◆ DATA SUPPLIED

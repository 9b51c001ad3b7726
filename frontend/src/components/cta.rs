//! Contact call-to-action panel.

use leptos::*;

use crate::components::{Glyph, MotionDiv};
use crate::icons::Icon;
use crate::motion::{MotionSpec, MotionState, Transition, Trigger, SPIN};
use crate::types::ContactMethod;
use crate::SUPPORT_PHONE;

pub const CONTACT_METHODS: [ContactMethod; 2] = [
    ContactMethod {
        icon: Icon::Phone,
        title: "Phone",
        lines: &[SUPPORT_PHONE],
    },
    ContactMethod {
        icon: Icon::MapPin,
        title: "Location",
        lines: &["Kigali City", "Kinyinya Sector, Rwanda"],
    },
];

const PANEL: MotionSpec = MotionSpec::entrance(
    MotionState::NONE.opacity(0.0).y(50.0),
    MotionState::NONE.opacity(1.0).y(0.0),
    Transition::new(0.8),
    Trigger::InView { once: false },
);

const METHODS: MotionSpec = MotionSpec::entrance(
    MotionState::NONE.opacity(0.0).y(20.0),
    MotionState::NONE.opacity(1.0).y(0.0),
    Transition::new(0.6).delay(0.3),
    Trigger::InView { once: false },
);

const METHOD_CARD: MotionSpec = MotionSpec::gestures().hover(MotionState::NONE.scale(1.05));

#[component]
pub fn Cta() -> impl IntoView {
    view! {
        <section id="contact" class="py-20 px-6 bg-gradient-to-br from-slate-900 via-blue-900 to-slate-900">
            <MotionDiv spec=PANEL class="max-w-4xl mx-auto relative">
                <div class="absolute -inset-20 gradient-bright-cyan blur-3xl opacity-30 rounded-full"></div>
                <div class="relative z-10 gradient-dark-bright rounded-3xl p-12 md:p-16 text-white">
                    <div class="text-center mb-12">
                        <h2 class="text-4xl md:text-5xl font-bold mb-4">"Contact Us"</h2>
                        <p class="text-lg opacity-95 leading-relaxed">
                            "Get in touch with our team. We're here to help your business succeed."
                        </p>
                    </div>

                    <MotionDiv spec=METHODS class="flex gap-8 justify-center flex-wrap mt-12">
                        {CONTACT_METHODS
                            .iter()
                            .map(|method| view! { <ContactCard method=*method/> })
                            .collect_view()}
                    </MotionDiv>
                </div>
            </MotionDiv>
        </section>
    }
}

#[component]
fn ContactCard(method: ContactMethod) -> impl IntoView {
    let last = method.lines.len().saturating_sub(1);

    view! {
        <MotionDiv
            spec=METHOD_CARD
            class="flex flex-col items-center gap-3 bg-white/15 backdrop-blur-sm rounded-2xl p-6 border border-white/25"
        >
            <MotionDiv
                spec=SPIN
                class="w-12 h-12 rounded-full bg-white/20 flex items-center justify-center"
            >
                <Glyph icon=method.icon class="w-6 h-6 text-white"/>
            </MotionDiv>
            <h3 class="text-lg font-bold">{method.title}</h3>
            <p class="text-sm opacity-90 text-center">
                {method
                    .lines
                    .iter()
                    .enumerate()
                    .map(|(i, line)| {
                        view! {
                            {*line}
                            {(i < last).then(|| view! { <br/> })}
                        }
                    })
                    .collect_view()}
            </p>
        </MotionDiv>
    }
}

#[cfg(test)]
mod tests {
    use super::*;
    use crate::motion::ENTRANCE_FIELDS;

    #[test]
    fn test_two_contact_methods() {
        let titles: Vec<&str> = CONTACT_METHODS.iter().map(|m| m.title).collect();
        assert_eq!(titles, ["Phone", "Location"]);
        assert_eq!(CONTACT_METHODS[1].lines.len(), 2);
    }

    #[test]
    fn test_methods_enter_after_panel() {
        assert!(METHODS.transition.delay > PANEL.transition.delay);
        for spec in [PANEL, METHODS] {
            for field in spec.hidden.changed_fields(&spec.visible) {
                assert!(ENTRANCE_FIELDS.contains(&field), "{}", field);
            }
        }
    }
}
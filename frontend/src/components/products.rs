//! Product cards.

use leptos::*;

use crate::components::{Glyph, MotionButton, MotionDiv};
use crate::icons::Icon;
use crate::motion::{MotionSpec, MotionState, Stagger, Transition, Trigger, HEADING};
use crate::types::ProductDescriptor;

pub const PRODUCTS: [ProductDescriptor; 3] = [
    ProductDescriptor {
        icon: Icon::BarChart3,
        title: "Inventory Management",
        description: "Real-time inventory tracking and optimization. Monitor stock levels, \
                      automate reordering, and reduce waste with AI-powered forecasting.",
        gradient: "from-cyan-500 to-cyan-600",
        glow: "glow-bright",
    },
    ProductDescriptor {
        icon: Icon::CreditCard,
        title: "Payment Management",
        description: "Secure, seamless payment processing. Support multiple payment methods, \
                      instant reconciliation, and fraud detection for peace of mind.",
        gradient: "from-blue-600 to-blue-700",
        glow: "glow-blue",
    },
    ProductDescriptor {
        icon: Icon::Brain,
        title: "AI & Algorithms",
        description: "Machine learning integration for predictive analytics. Optimize operations, \
                      identify trends, and make data-driven decisions faster.",
        gradient: "from-cyan-600 to-cyan-700",
        glow: "glow-cyan",
    },
];

const GRID: MotionSpec = MotionSpec::entrance(
    MotionState::NONE.opacity(0.0),
    MotionState::NONE.opacity(1.0),
    Transition::new(0.3),
    Trigger::InView { once: true },
)
.stagger(Stagger::new(0.1, 0.2));

const CARD: MotionSpec = MotionSpec::entrance(
    MotionState::NONE.opacity(0.0).y(50.0),
    MotionState::NONE.opacity(1.0).y(0.0),
    Transition::new(0.6),
    Trigger::Inherit,
)
.hover(MotionState::NONE.y(-10.0));

const ICON_TILE: MotionSpec =
    MotionSpec::gestures().hover(MotionState::NONE.scale(1.1).rotate(10.0));

const LEARN_MORE: MotionSpec = MotionSpec::gestures().hover(MotionState::NONE.x(5.0));

#[component]
pub fn Products() -> impl IntoView {
    view! {
        <section id="products" class="py-20 px-6 bg-gradient-to-b from-white to-blue-50">
            <div class="max-w-6xl mx-auto">
                <MotionDiv spec=HEADING class="text-center mb-16">
                    <h2 class="text-4xl md:text-5xl font-bold bg-gradient-to-r from-blue-600 to-cyan-500 bg-clip-text text-transparent mb-4">
                        "Our Products"
                    </h2>
                    <p class="text-xl text-gray-700">
                        "Enterprise-grade solutions designed for modern businesses"
                    </p>
                </MotionDiv>

                <MotionDiv spec=GRID class="grid md:grid-cols-3 gap-8">
                    {PRODUCTS
                        .iter()
                        .enumerate()
                        .map(|(index, product)| view! { <ProductCard product=*product index=index/> })
                        .collect_view()}
                </MotionDiv>
            </div>
        </section>
    }
}

#[component]
fn ProductCard(product: ProductDescriptor, index: usize) -> impl IntoView {
    view! {
        <MotionDiv
            spec=CARD
            index=index
            class=format!("card-hover glass-light rounded-2xl p-8 border border-cyan-300 {}", product.glow)
        >
            <MotionDiv
                spec=ICON_TILE
                class=format!(
                    "w-16 h-16 rounded-xl bg-gradient-to-br {} flex items-center justify-center mb-6 {}",
                    product.gradient,
                    product.glow,
                )
            >
                <Glyph icon=product.icon class="w-8 h-8 text-white"/>
            </MotionDiv>
            <h3 class="text-2xl font-bold text-gray-900 mb-3">{product.title}</h3>
            <p class="text-gray-700 leading-relaxed">{product.description}</p>
            <MotionButton
                spec=LEARN_MORE
                class="mt-6 text-cyan-600 font-semibold flex items-center gap-2 hover:text-cyan-700 transition-colors"
            >
                "Learn More →"
            </MotionButton>
        </MotionDiv>
    }
}

#[cfg(test)]
mod tests {
    use super::*;
    use crate::motion::ENTRANCE_FIELDS;

    #[test]
    fn test_three_products() {
        assert_eq!(PRODUCTS.len(), 3);
        let titles: Vec<&str> = PRODUCTS.iter().map(|p| p.title).collect();
        assert_eq!(
            titles,
            ["Inventory Management", "Payment Management", "AI & Algorithms"]
        );
    }

    #[test]
    fn test_style_tokens_are_tailwind_classes() {
        for product in PRODUCTS {
            assert!(product.gradient.starts_with("from-"));
            assert!(product.gradient.contains(" to-"));
            assert!(product.glow.starts_with("glow-"));
        }
    }

    #[test]
    fn test_card_entrance_keeps_content() {
        for spec in [GRID, CARD] {
            for field in spec.hidden.changed_fields(&spec.visible) {
                assert!(ENTRANCE_FIELDS.contains(&field), "{}", field);
            }
        }
    }

    #[test]
    fn test_card_lifts_on_hover() {
        assert_eq!(CARD.hover, Some(MotionState::NONE.y(-10.0)));
    }
}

◆ REQUIREMENT
Each line from the beginning of the listing up to the line where "-inset-20 gradient-bright-cyan blur-3xl" appears needs to be given again exactly; please add nothing else.

◆ RESULT OF THIS TASK
repository 9b51c001ad3b7726
filename frontend/src/components/cta.rs
//! Contact call-to-action panel.

use leptos::*;

use crate::components::{Glyph, MotionDiv};
use crate::icons::Icon;
use crate::motion::{MotionSpec, MotionState, Transition, Trigger, SPIN};
use crate::types::ContactMethod;
use crate::SUPPORT_PHONE;

pub const CONTACT_METHODS: [ContactMethod; 2] = [
    ContactMethod {
        icon: Icon::Phone,
        title: "Phone",
        lines: &[SUPPORT_PHONE],
    },
    ContactMethod {
        icon: Icon::MapPin,
        title: "Location",
        lines: &["Kigali City", "Kinyinya Sector, Rwanda"],
    },
];

const PANEL: MotionSpec = MotionSpec::entrance(
    MotionState::NONE.opacity(0.0).y(50.0),
    MotionState::NONE.opacity(1.0).y(0.0),
    Transition::new(0.8),
    Trigger::InView { once: false },
);

const METHODS: MotionSpec = MotionSpec::entrance(
    MotionState::NONE.opacity(0.0).y(20.0),
    MotionState::NONE.opacity(1.0).y(0.0),
    Transition::new(0.6).delay(0.3),
    Trigger::InView { once: false },
);

const METHOD_CARD: MotionSpec = MotionSpec::gestures().hover(MotionState::NONE.scale(1.05));

#[component]
pub fn Cta() -> impl IntoView {
    view! {
        <section id="contact" class="py-20 px-6 bg-gradient-to-br from-slate-900 via-blue-900 to-slate-900">
            <MotionDiv spec=PANEL class="max-w-4xl mx-auto relative">
                <div class="absolute -inset-20 gradient-bright-cyan blur-3xl opacity-30 rounded-full"></div>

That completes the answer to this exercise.